What are some games you cant believe dont get more love?

Off the top of my head:

*- Battletoads (NES)*
Yeah yeah Ninja Turtle rip-off but it had personality and originality. The SNES and Arcade sequels were good but lacked the innovation (and grueling difficulty) of the original. I think now is a perfect time for a sequel with the resurgence of the sidescroller (Braid, Limbo, Super Meat Boy, Mega Man 9, Mark of the Ninja, etc).

*- Gargoyles Quest II (NES)*
A spinoff of the classic Ghosts N' Goblins series where you play as the winged red gargoyle(demon). The GB original was solid, and the SNES sequel was pretty and varied. But the NES version imo was best all around. I think if done right this could be a killer sidescroller OR 3rd person game. I would be interested in seeing what they could do with the vibrant art style.

*- Stubbs the Zombie (Xbox)*
Its rare when you finally get the chance to be the bad guy (GTA characters have 'issues'). Its even rarer when you get to be a zombie. This is one of those games that came out too late in a systems life-cycle to make a huge splash. It could be difficult but it had alot of fun ideas. I think there is tons they could do with a sequel if they had a decent budget. The online would be insane.

*- Haunting Starring Polterguy (GEN)*
Another gem not many seemed to have heard of. You are a skateboarder/punk ghost haunting a sleazy rich family. You scare them out of their homes by possessing furniture and other household items or even their family members for a short time. Ghost Master (PS2, PC) and Geist (GC) emulated the ghost possession aspect but lacked the charm, humor, and atmosphere of the originator. I think a 3d version would be very doable with modern technology (no grueling sprite animation) and might even be able to surpass the original. This is a niche gametype that is very open.
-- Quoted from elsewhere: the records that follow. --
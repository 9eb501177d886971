//! Read-only artifact storage for figure data.
//!
//! Figure parameters and baked occlusion arrays live in a byte-keyed blob
//! store: a filesystem directory in production, an in-memory map in tests.
//! Absence of a required artifact is a fatal configuration error for the
//! figure being loaded; nothing here retries.

use std::collections::HashMap;
use std::path::PathBuf;
use std::sync::Arc;

use serde::de::DeserializeOwned;

use crate::error::AnimaError;

/// Shaper parameters artifact (JSON).
pub const SHAPER_PARAMETERS: &str = "shaper-parameters.json";
/// Occluder parameters artifact (JSON, main figure only).
pub const OCCLUDER_PARAMETERS: &str = "occluder-parameters.json";
/// Packed per-vertex occlusion array (little-endian u32s).
pub const OCCLUSION_INFOS: &str = "occlusion-infos.array";
/// Packed parent-vertex occlusion influence array (attachments only).
pub const PARENT_OCCLUSION_INFOS: &str = "parent-occlusion-infos.array";
/// Subdirectory of a figure definition holding its unmorphed occlusion
/// data.
pub const OCCLUSION_SUBDIRECTORY: &str = "occlusion";

/// A read-only, byte-array-keyed blob store.
pub trait ArtifactDirectory: Send + Sync {
    /// Human-readable location for error messages.
    fn name(&self) -> String;

    /// Raw bytes of `artifact`, or `None` if absent.
    fn bytes(&self, artifact: &str) -> Option<Vec<u8>>;

    /// A nested directory (which may itself be empty).
    fn subdirectory(&self, name: &str) -> Arc<dyn ArtifactDirectory>;
}

/// Filesystem-backed artifact directory.
pub struct DirArtifacts {
    root: PathBuf,
}

impl DirArtifacts {
    /// An artifact directory rooted at `root`.
    #[must_use]
    pub fn new(root: PathBuf) -> Self {
        Self { root }
    }
}

impl ArtifactDirectory for DirArtifacts {
    fn name(&self) -> String {
        self.root.display().to_string()
    }

    fn bytes(&self, artifact: &str) -> Option<Vec<u8>> {
        std::fs::read(self.root.join(artifact)).ok()
    }

    fn subdirectory(&self, name: &str) -> Arc<dyn ArtifactDirectory> {
        Arc::new(Self {
            root: self.root.join(name),
        })
    }
}

/// In-memory artifact directory for tests and generated data.
#[derive(Default)]
pub struct MemoryArtifacts {
    label: String,
    entries: HashMap<String, Vec<u8>>,
}

impl MemoryArtifacts {
    /// An empty in-memory directory.
    #[must_use]
    pub fn new(label: &str) -> Self {
        Self {
            label: label.to_owned(),
            entries: HashMap::new(),
        }
    }

    /// Insert raw bytes under `artifact`. Nested names use `/` separators.
    pub fn insert(&mut self, artifact: &str, bytes: Vec<u8>) {
        let _ = self.entries.insert(artifact.to_owned(), bytes);
    }

    /// Insert a JSON-serialized value under `artifact`.
    pub fn insert_json<T: serde::Serialize>(&mut self, artifact: &str, value: &T) {
        if let Ok(bytes) = serde_json::to_vec(value) {
            self.insert(artifact, bytes);
        }
    }

    /// Insert a packed u32 array under `artifact`.
    pub fn insert_packed_u32s(&mut self, artifact: &str, values: &[u32]) {
        self.insert(artifact, bytemuck::cast_slice(values).to_vec());
    }
}

impl ArtifactDirectory for MemoryArtifacts {
    fn name(&self) -> String {
        self.label.clone()
    }

    fn bytes(&self, artifact: &str) -> Option<Vec<u8>> {
        self.entries.get(artifact).cloned()
    }

    fn subdirectory(&self, name: &str) -> Arc<dyn ArtifactDirectory> {
        let prefix = format!("{name}/");
        let entries = self
            .entries
            .iter()
            .filter_map(|(key, value)| {
                key.strip_prefix(&prefix)
                    .map(|rest| (rest.to_owned(), value.clone()))
            })
            .collect();
        Arc::new(Self {
            label: format!("{}/{name}", self.label),
            entries,
        })
    }
}

/// Raw bytes of a required artifact.
///
/// # Errors
///
/// `AnimaError::MissingArtifact` if absent.
pub fn require_bytes(
    dir: &dyn ArtifactDirectory,
    artifact: &str,
) -> Result<Vec<u8>, AnimaError> {
    dir.bytes(artifact).ok_or_else(|| AnimaError::MissingArtifact {
        directory: dir.name(),
        artifact: artifact.to_owned(),
    })
}

/// Decode a required JSON artifact.
///
/// # Errors
///
/// `MissingArtifact` if absent, `ArtifactDecode` if malformed.
pub fn read_json<T: DeserializeOwned>(
    dir: &dyn ArtifactDirectory,
    artifact: &str,
) -> Result<T, AnimaError> {
    let bytes = require_bytes(dir, artifact)?;
    serde_json::from_slice(&bytes).map_err(|e| AnimaError::ArtifactDecode {
        artifact: artifact.to_owned(),
        message: e.to_string(),
    })
}

/// Decode a required packed little-endian u32 array artifact.
///
/// # Errors
///
/// `MissingArtifact` if absent, `ArtifactDecode` if the byte length is not
/// a multiple of four.
pub fn read_packed_u32s(
    dir: &dyn ArtifactDirectory,
    artifact: &str,
) -> Result<Vec<u32>, AnimaError> {
    let bytes = require_bytes(dir, artifact)?;
    if bytes.len() % 4 != 0 {
        return Err(AnimaError::ArtifactDecode {
            artifact: artifact.to_owned(),
            message: format!("length {} is not a multiple of 4", bytes.len()),
        });
    }
    Ok(bytes
        .chunks_exact(4)
        .map(|c| u32::from_le_bytes([c[0], c[1], c[2], c[3]]))
        .collect())
}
- *EarthBound /Mother 2 (SNES)*
Technically there was a sequel released to the GBA as Mother 3, but it was much different than the original version announced as a 3d game for the N64 years ago. Its still surprising Nintendo hasnt shown much interest in such a unique rpg. The SNES version didnt sell well, but over the years has gained a cult following. With Nintendo releasing its new WiiU why not dust off this old title for some variety? 3d or sprite based, it would be a hit.

- *Maniac Mansion (PC, NES)*
One of those oddball classic LucasArts games that seems to just ooze with personality. It did well enough to get a sequel/spinoff(?) 'Day of the Tentacle'(PC) and brief TV series. But then completely disappeared off the radar. With the recent revival the Monkey Island series has received, why not give Maniac Mansion similar treatment?


----------



## CeilingStarer (Dec 29, 2009)

Dragon Age 2 (remake). Not because it was a good game, because it was probably the most disappointing sequel in history.


----------



## shammie (Oct 31, 2012)

I'd go for Stubbs 2. Awesome fun.

Elite 4 is finally coming, as is Carmageddon, which would have been my main arguments for a sequal.


----------



## Sanctus (Dec 10, 2010)

*Legacy of kain*
*Might and Magic rpg's*


----------



## Ali477 (May 7, 2012)

A HD remake of Crash Bandicoot would be great, i doubt they will ever do it though


----------



## burrito (Aug 29, 2012)

CeilingStarer said:


> Dragon Age 2 (remake). Not because it was a good game, because it was probably the most disappointing sequel in history.


never played the games, but that does seem to be the popular opinion. EA seems to be rotting Bioware from the inside out.



shammie said:


> I'd go for Stubbs 2. Awesome fun.
> 
> Elite 4 is finally coming, as is Carmageddon, which would have been my main arguments for a sequal.


Theres another Elite coming  ?? And yeah i caught the Carmageddon sequel kickstarter. Cannot wait for that.



Sanctus said:


> *Legacy of kain*
> *Might and Magic rpg's*


Ohh Legacy of Kain came to mind as well. I loved Blood Omen, Soul Reaver was cool but I had no interest in the rest.



Luke688 said:


> A HD remake of Crash Bandicoot would be great, i doubt they will ever do it though


Yeah it is kindof odd how Crash has been absent. Maybe since ND has finished up Drake theyll do more with Crash?



CrimsonTrigger said:


> As for games that could use sequels, I could go for a Star Fox 64 sequel, which means it would be made just like that game and not the other sequels that came out. It's been a while since we've heard from Star Fox.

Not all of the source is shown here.